Il cordoglio della scuola
Particolarmente sentito il messaggio diffuso dall‘Istituto Comprensivo Margherita Hack di Maniago, dove Gabriele frequentava la scuola primaria di Campagna:
“Ci sono vite che, anche se brevissime, lasciano un’impronta indelebile.
Con questo spirito di profonda commozione, ma anche di immensa gratitudine, tutta la comunità scolastica del nostro Istituto Comprensivo si stringe attorno alla famiglia del nostro piccolo alunno della scuola primaria di Campagna, Gabriele Bonavolta.
Il suo viaggio è stato segnato da una lunga e difficile malattia, affrontata con il coraggio e la dignità di un vero guerriero. Eppure, il ricordo che custodiamo non è legato alla sofferenza, ma alla gioia: la gioia immensa di averlo avuto tra noi, di aver condiviso le sue giornate e di aver incrociato quel sorriso meraviglioso che non ha mai smesso di portare in classe.

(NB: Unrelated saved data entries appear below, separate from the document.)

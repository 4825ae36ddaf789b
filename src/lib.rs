//! Three-coloring of planar graphs by recursive planar separators.
//!
//! Small graphs are colored by exhaustive search. Larger graphs are split along a separator whose
//! colorings are enumerated one after another; both sides are then colored recursively under
//! the colors their separator neighbors already use.

pub mod coloring;
pub mod embedding;
pub mod error;
pub mod graph;
pub mod planarity;
pub mod separator;

pub use coloring::{color_three, Color, Coloring, ColoringConfig, Strategy};
pub use error::{ColoringError, ColoringResult};
pub use separator::{Separator, SeparatorKind};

La sua presenza è stata un dono prezioso per i compagni, per le maestre e per noi tutti: ci ha insegnato la forza, la purezza e la bellezza della vita. La tristezza di oggi non spegne la speranza, perché siamo certi che quel sorriso continuerà a illuminare i nostri cuori e a guidare i nostri bambini come la stella più bella.
Grazie, piccolo grande guerriero, per il tempo vissuto insieme. Il tuo ricordo resta un inno alla gioia e alla vita. Ci uniamo con tutto il nostro affetto al dolore della mamma, del papà, della zia Francesca e di tutti i suoi cari».
L’ultimo saluto
Per salutare Gabriele, il rosario sarà recitato domani 5 giugno alle 19.15. I funerali verranno celebrati sabato alle 15 nel Duomo di Maniago. Su indicazione della famiglia, eventuali offerte saranno devolute all’Oncologia pediatrica Luca, alla Fondazione Le Petit Port e all’Area Giovani del Cro di Aviano.